On Tuesday, while the board president, Jagmohan Dalmiya, acknowledged the order and made a pledge to usher in transparency in the BCCI administration, there was hardly a mention about the wrongdoings of Meiyappan and Kundra that had led to the suspensions of the franchises they represented. (This amidst questions whether board secretary, Anurag Thakur’s announcement on Monday suspending Mumbai batsman Hiken Shah for the bid to tap Rajasthan Royals’ Pravin Tambe to fix IPL matches was timed to show the BCCI was proactive in fighting corruption.)
It was business as usual with the BCCI, the discussions quickly turning into how the league could be salvaged as a six-team tournament will not be financially viable and will also not meet the terms of agreements with the main sponsor and the broadcaster.

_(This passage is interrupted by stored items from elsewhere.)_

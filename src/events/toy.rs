//! Toy completion event and observer.
//!
//! The contact resolver triggers [`ToyCompleted`] when a player reaches
//! the toy station; the observer keeps score and fires the celebration
//! effect, decoupled from the resolver itself.

use bevy_ecs::observer::On;
use bevy_ecs::prelude::*;
use log::info;

use crate::components::player::Player;
use crate::events::effect::{EffectCmd, SoundEffect};

/// Fired when a player delivers a toy at the station.
#[derive(Event, Debug, Clone, Copy)]
pub struct ToyCompleted {
    pub player: Entity,
}

/// Bump the delivering player's score and fire the celebration effect.
pub fn observe_toy_completed(
    trigger: On<ToyCompleted>,
    mut players: Query<&mut Player>,
    mut effects: MessageWriter<EffectCmd>,
) {
    let entity = trigger.event().player;
    let Ok(mut player) = players.get_mut(entity) else {
        return;
    };
    player.score += 1;
    info!("player {} completed a toy (score {})", player.id, player.score);
    effects.write(EffectCmd::sound_for(SoundEffect::ToyDone, player.id));
}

It was no different with the six other franchises, who are known to be proactive when it comes to projecting development work or non-controversial team news. The indifference of senior Indian cricket officials is often considered arrogance as they are feel nothing will really impact the cash cow. A strong statement from other team owners and the BCCI on the punishment meted out to two teams after elaborate investigations would have signalled the determination for the league to stay clean. No such message came out.
This was particularly important because of the questions being asked, but not answered, about the circuitous ownership pattern in the league with varied interests merging on the lucrative altar of cricket. The opaque ownership pattern and serious financial issues have already led to the termination of the Kochi Tuskers as well as the Hyderabad franchise changing hands.
The IPL spot-fixing case is far from over. The Lodha committee is yet to deliver its order on the league COO, Sundar Raman and reforms in the BCCI. The Supreme Court has not made public the names of players mentioned in a sealed envelope submitted by the Justice Mukul Mudgal committee with its report. With players from the suspended teams expected to seek new bases, it will be important to establish that none of them are tainted.